I’m sorry to inform you that there is an institution in Maine that repeatedly makes promises to the public, but rarely fulfills them. This same entity is also prone to issuing statements containing exaggerated claims about its accomplishments. And when it comes to the financial benefits it bestows on the public, let’s just say its veracity is questionable.

The Legislature? Don’t be silly. The Legislature’s veracity isn’t questionable. It’s nonexistent.

I’m talking about the wind-power industry.

Let me hasten to add that these businesspeople, intent on erecting enormous turbines on every zephyr-kissed outlook in Maine, aren’t entirely to blame for the false impressions they convey. They’re aided in their efforts by the ignorance and complacency of the news media.

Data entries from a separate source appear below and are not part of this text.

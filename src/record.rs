//! File records: the unit of data flowing between pipeline nodes.
//!
//! A [`FileRecord`] carries a filename, an optional [`Content`] payload, and an
//! open bag of named fields that stages may read or set. Records are plain
//! values: a node hands each child its own copy, so a child mutating a record
//! never affects the sender or the sender's cache.

use serde::{Deserialize, Serialize};
use serde_json::{Map, Value};

/// Payload of a [`FileRecord`].
///
/// `Text` and `Bytes` are content-addressable. `Value` holds structured data the
/// fingerprint function cannot meaningfully compare, so it never hits a cache.
#[derive(Clone, Debug, PartialEq, Serialize, Deserialize)]
pub enum Content {
    Text(String),
    Bytes(Vec<u8>),
    Value(Value),
}

impl Content {
    /// Text view, if the payload is UTF-8 text.
    pub fn as_text(&self) -> Option<&str> {
        match self {
            Content::Text(s) => Some(s),
            _ => None,
        }
    }

    /// Raw bytes for `Text` and `Bytes`; `None` for structured values.
    pub fn as_bytes(&self) -> Option<&[u8]> {
        match self {
            Content::Text(s) => Some(s.as_bytes()),
            Content::Bytes(b) => Some(b),
            Content::Value(_) => None,
        }
    }

    /// Payload size in bytes (serialized size for structured values).
    pub fn len(&self) -> usize {
        match self {
            Content::Text(s) => s.len(),
            Content::Bytes(b) => b.len(),
            Content::Value(v) => v.to_string().len(),
        }
    }

    pub fn is_empty(&self) -> bool {
        self.len() == 0
    }
}

impl From<&str> for Content {
    fn from(s: &str) -> Self {
        Content::Text(s.to_string())
    }
}

impl From<String> for Content {
    fn from(s: String) -> Self {
        Content::Text(s)
    }
}

impl From<Vec<u8>> for Content {
    fn from(b: Vec<u8>) -> Self {
        Content::Bytes(b)
    }
}

impl From<Value> for Content {
    fn from(v: Value) -> Self {
        Content::Value(v)
    }
}

/// A file-like record. Filenames need not be unique within a batch; duplicates
/// represent fan-out.
#[derive(Clone, Debug, Default, PartialEq, Serialize, Deserialize)]
pub struct FileRecord {
    pub filename: String,
    pub content: Option<Content>,
    #[serde(default, skip_serializing_if = "Map::is_empty")]
    pub fields: Map<String, Value>,
}

impl FileRecord {
    /// A record with no content.
    pub fn new(filename: impl Into<String>) -> Self {
        Self {
            filename: filename.into(),
            content: None,
            fields: Map::new(),
        }
    }

    /// Shorthand for a record with content.
    pub fn with_content(filename: impl Into<String>, content: impl Into<Content>) -> Self {
        Self {
            content: Some(content.into()),
            ..Self::new(filename)
        }
    }

    /// Replace the content, builder style.
    #[must_use]
    pub fn content(mut self, content: impl Into<Content>) -> Self {
        self.content = Some(content.into());
        self
    }

    /// Set a named field, builder style.
    #[must_use]
    pub fn field(mut self, name: impl Into<String>, value: impl Into<Value>) -> Self {
        self.fields.insert(name.into(), value.into());
        self
    }

    pub fn get_field(&self, name: &str) -> Option<&Value> {
        self.fields.get(name)
    }

    pub fn set_field(&mut self, name: impl Into<String>, value: impl Into<Value>) -> Option<Value> {
        self.fields.insert(name.into(), value.into())
    }

    /// Text content, if any.
    pub fn text(&self) -> Option<&str> {
        self.content.as_ref().and_then(Content::as_text)
    }
}
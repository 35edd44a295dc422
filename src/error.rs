//! Error types for graph construction, scheduling, and cache storage.

use thiserror::Error;

/// Errors raised by [`PipelineNode`](crate::node::PipelineNode) operations.
///
/// The first four variants are graph-mutation failures raised by `connect`;
/// they never leave the graph partially modified.
#[derive(Error, Debug)]
pub enum GraphError {
    #[error("cannot connect {parent} -> {child}: {frozen} is frozen")]
    FrozenEndpoint {
        parent: String,
        child: String,
        frozen: String,
    },

    #[error("edge {parent} -> {child} already exists")]
    DuplicateEdge { parent: String, child: String },

    #[error("cannot connect {parent} -> {child}: edge {child} -> {parent} already exists")]
    ReciprocalEdge { parent: String, child: String },

    #[error("cannot connect {parent} -> {child}: edge would close a cycle")]
    Cycle { parent: String, child: String },

    #[error("node {tag} must be frozen before it can flow")]
    NotFrozen { tag: String },

    #[error("invalid tag {0:?}: tags must be non-blank")]
    InvalidTag(String),

    #[error("stage of node {tag} failed: {source}")]
    Stage {
        tag: String,
        #[source]
        source: Box<dyn std::error::Error + Send + Sync + 'static>,
    },

    #[error("cache store error: {0}")]
    Store(#[from] StoreError),
}

impl GraphError {
    /// True for the `connect`-time topology errors.
    pub fn is_mutation(&self) -> bool {
        matches!(
            self,
            GraphError::FrozenEndpoint { .. }
                | GraphError::DuplicateEdge { .. }
                | GraphError::ReciprocalEdge { .. }
                | GraphError::Cycle { .. }
        )
    }
}

/// Errors raised by [`ContentStore`](crate::store::ContentStore) backends.
#[derive(Error, Debug)]
pub enum StoreError {
    #[error("IO error: {0}")]
    Io(#[from] std::io::Error),

    #[error("payload encoding error: {0}")]
    Encode(#[from] postcard::Error),

    #[error("JSON payload error: {0}")]
    Json(#[from] serde_json::Error),

    #[error("payload {0} is indexed but missing from the store")]
    MissingPayload(String),
}

pub type GraphResult<T> = std::result::Result<T, GraphError>;
pub type StoreResult<T> = std::result::Result<T, StoreError>;
use super::ContentStore;
use crate::error::StoreResult;
use crate::fingerprint::hex_digest;
use std::collections::HashSet;
use std::fs;
use std::io::ErrorKind;
use std::path::{Path, PathBuf};
use tempfile::TempDir;

/// File-per-key [`ContentStore`].
///
/// Keys are hashed into file names, so any string is a valid key. The backing
/// directory is created on first write: either the configured directory or a
/// private temporary directory that is removed when the store is dropped.
#[derive(Debug, Default)]
pub struct DiskStore {
    directory: Option<PathBuf>,
    temp: Option<TempDir>,
    written: HashSet<String>,
}

impl DiskStore {
    /// Store backed by a temporary directory.
    pub fn new() -> Self {
        Self::default()
    }

    /// Store backed by `directory`. Files written by other stores in the same
    /// directory are left alone by [`clear`](ContentStore::clear).
    pub fn in_directory(directory: impl Into<PathBuf>) -> Self {
        Self {
            directory: Some(directory.into()),
            ..Self::default()
        }
    }

    /// Backing directory, if it has been decided yet.
    pub fn root(&self) -> Option<&Path> {
        self.directory
            .as_deref()
            .or_else(|| self.temp.as_ref().map(TempDir::path))
    }

    fn ensure_root(&mut self) -> StoreResult<PathBuf> {
        if let Some(dir) = &self.directory {
            fs::create_dir_all(dir)?;
            return Ok(dir.clone());
        }
        let temp = match self.temp.take() {
            Some(t) => t,
            None => tempfile::Builder::new().prefix("stagegraph-").tempdir()?,
        };
        let path = temp.path().to_path_buf();
        self.temp = Some(temp);
        Ok(path)
    }

    fn blob_path(root: &Path, key: &str) -> PathBuf {
        root.join(format!("{}.blob", hex_digest(key.as_bytes())))
    }
}

impl ContentStore for DiskStore {
    fn get(&self, key: &str) -> StoreResult<Option<Vec<u8>>> {
        let Some(root) = self.root() else {
            return Ok(None);
        };
        match fs::read(Self::blob_path(root, key)) {
            Ok(bytes) => Ok(Some(bytes)),
            Err(e) if e.kind() == ErrorKind::NotFound => Ok(None),
            Err(e) => Err(e.into()),
        }
    }

    fn set(&mut self, key: &str, value: Vec<u8>) -> StoreResult<()> {
        let root = self.ensure_root()?;
        fs::write(Self::blob_path(&root, key), value)?;
        self.written.insert(key.to_string());
        Ok(())
    }

    fn delete(&mut self, key: &str) -> StoreResult<bool> {
        self.written.remove(key);
        let Some(root) = self.root() else {
            return Ok(false);
        };
        match fs::remove_file(Self::blob_path(root, key)) {
            Ok(()) => Ok(true),
            Err(e) if e.kind() == ErrorKind::NotFound => Ok(false),
            Err(e) => Err(e.into()),
        }
    }

    fn has(&self, key: &str) -> StoreResult<bool> {
        match self.root() {
            Some(root) => Ok(Self::blob_path(root, key).try_exists()?),
            None => Ok(false),
        }
    }

    fn clear(&mut self) -> StoreResult<()> {
        let keys: Vec<String> = self.written.drain().collect();
        for key in keys {
            self.delete(&key)?;
        }
        Ok(())
    }

    fn describe(&self) -> &'static str {
        "disk"
    }
}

Most journalists are really bad at math. For a dramatic demonstration of that occupational blind spot, just watch any TV reporter trying to explain the state’s budget problems. In addition, lots of reporters and editors are inclined to take whatever authoritative-sounding statistics they’re handed and present them in news stories as facts. Double-checking? Isn’t that something hockey players do?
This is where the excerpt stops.